“Prima ha ucciso il fratello con tre colpi al petto, poi si è chiuso in camera da letto e ha rivolto la pistola contro se stesso”. Patrizio Baltieri, 28 anni, appassionato di tiro a volo, ha ammazzato il fratello Edoardo, quattro anni più giovane, probabilmente dopo un litigio.
I loro corpi senza vita sono stati scoperti sabato sera poco dopo le 19, quando il padre è rientrato a casa. La famiglia Baltieri aveva perso un altro figlio, malato di leucemia, cinque anni fa”.
E si rinnovano le domande, tanto inevitabili quanto scontate, quando succedono fattacci del genere. Sembra che la sventura si accanisca quando sceglie un bersaglio: prima la leucemia, adesso l’omicidio-suicidio dei due fratelli. E ci si chiede chi è rimasto di questa famiglia e come farà a sopravvivere, dopo tutto quello che è successo.
Poi si va a leggere qualche particolare della notizia, anche per capirci qualcosa. Ma più si legge e meno si capisce. “I Baltieri sono quella che si definirebbe una famiglia normale”. Pare che il fratello morto di leucemia facesse da legame tra gli altri due fratelli che tendevano a ignorarsi. Sembra anche che Patrizio avesse la tendenza a chiudersi in casa. Piccole anomalie, forse, ma niente di preoccupante.

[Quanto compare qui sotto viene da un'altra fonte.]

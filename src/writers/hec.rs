//! HTTP event collector writer.
//!
//! Delivery goes through a *named* collector input that an administrator
//! provisioned on the host. Construction resolves that input through the
//! management API and is the only step that can observe the "unavailable"
//! condition (missing input, or a credential without permission) which the
//! engine answers with the classic fallback. Once constructed, deliveries
//! are retried per [`RetryPolicy`] before a failure is surfaced.

use std::sync::atomic::{AtomicBool, Ordering};

use async_trait::async_trait;
use reqwest::header::AUTHORIZATION;
use reqwest::StatusCode;
use serde::Deserialize;
use serde_json::Value;

use super::{Event, EventWriteError, EventWriter, RetryPolicy};

/// Collector input description returned by the management API.
#[derive(Deserialize)]
struct CollectorInput {
    token: String,
    #[serde(default = "default_collector_port")]
    port: u16,
}

fn default_collector_port() -> u16 {
    8088
}

/// Event writer posting JSON envelopes to the HTTP event collector.
pub struct HecEventWriter {
    client: reqwest::Client,
    endpoint: String,
    token: String,
    retry: RetryPolicy,
    closed: AtomicBool,
}

impl HecEventWriter {
    /// Resolves the collector input `name` on `scheme://host:port` and
    /// builds a writer for its token.
    ///
    /// A 401/403/404 answer from the management API yields
    /// [`EventWriteError::Unavailable`]; every other failure (transport
    /// errors included) propagates as-is and is *not* treated as a
    /// fallback trigger.
    pub async fn create(
        name: &str,
        session_key: &str,
        scheme: &str,
        host: &str,
        port: u16,
    ) -> Result<Self, EventWriteError> {
        let client = reqwest::Client::builder().build()?;
        let url = format!("{scheme}://{host}:{port}/services/data/inputs/http/{name}");
        let resp = client
            .get(&url)
            .header(AUTHORIZATION, format!("Bearer {session_key}"))
            .send()
            .await?;

        let status = resp.status();
        if matches!(
            status,
            StatusCode::UNAUTHORIZED | StatusCode::FORBIDDEN | StatusCode::NOT_FOUND
        ) {
            return Err(EventWriteError::Unavailable {
                name: name.to_string(),
                status,
            });
        }
        if !status.is_success() {
            return Err(EventWriteError::Status { status });
        }

        let input: CollectorInput = resp.json().await?;
        Ok(Self {
            client,
            endpoint: format!("{scheme}://{host}:{}/services/collector", input.port),
            token: input.token,
            retry: RetryPolicy::default(),
            closed: AtomicBool::new(false),
        })
    }

    /// Replaces the delivery retry policy.
    pub fn with_retry(mut self, retry: RetryPolicy) -> Self {
        self.retry = retry;
        self
    }

    async fn post_once(&self, envelope: &Value) -> Result<(), EventWriteError> {
        let resp = self
            .client
            .post(&self.endpoint)
            .header(AUTHORIZATION, format!("Bearer {}", self.token))
            .json(envelope)
            .send()
            .await?;

        let status = resp.status();
        if status.is_success() {
            Ok(())
        } else {
            Err(EventWriteError::Status { status })
        }
    }
}

#[async_trait]
impl EventWriter for HecEventWriter {
    fn name(&self) -> &'static str {
        "hec"
    }

    async fn write(&self, event: Event) -> Result<(), EventWriteError> {
        if self.closed.load(Ordering::SeqCst) {
            return Err(EventWriteError::Closed);
        }

        let envelope = event.to_hec_json();
        let mut attempt: u32 = 0;
        loop {
            match self.post_once(&envelope).await {
                Ok(()) => return Ok(()),
                Err(e) if attempt < self.retry.retries => {
                    tracing::warn!(
                        error = %e,
                        attempt,
                        "collector delivery failed, retrying"
                    );
                    tokio::time::sleep(self.retry.delay(attempt)).await;
                    attempt += 1;
                }
                Err(e) => return Err(e),
            }
        }
    }

    async fn close(&self) {
        self.closed.store(true, Ordering::SeqCst);
    }
}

Allora la domanda è semplice: come è possibile che in una situazione così – sostanzialmente – normale possa esplodere qualcosa di così anormale?
E siccome non si dispone, al momento, di motivi precisi ci si rifugia in grandi motivi “a monte”. La famiglia e i legami stretti che vi si vivono sono un acceleratore micidiale.
Se ci si vuol bene, ci si vuol bene molto, moltissimo. Troppo, qualche volta, fino ad arrivare a forme di amore possessivo: in quel caso la famiglia, invece di far crescere e di educare all’uso buono della libertà, soffoca e fa restare bambini.
Oppure, nella direzione opposta, se “scoppia il contrasto” e se non si trova qualche correttivo, il contrasto diventa odio, qualche volta irriducibile e devastante. Tutti noi conosciamo casi di odi familiari che, magari per motivi futili – un pezzo di terra o quattro soldi – durano per intere generazioni, tenaci come un tumore. E come un tumore portano alla morte. E si arriva a dare ragione al celebre proverbio che, nel dialetto bergamasco suona: ““Amùr de fredèi amùr de cortèi”. Che potrebbe essere enunciato anche in italiano e conservarvi perfino la sua rima. Ma il dialetto sembra più efficace.
Forse suggerisce meglio, con la sua ruvidezza, quella inspiegabile dose di pertinacia e di caparbietà che porta a questi drammi così anormali in gente così normale.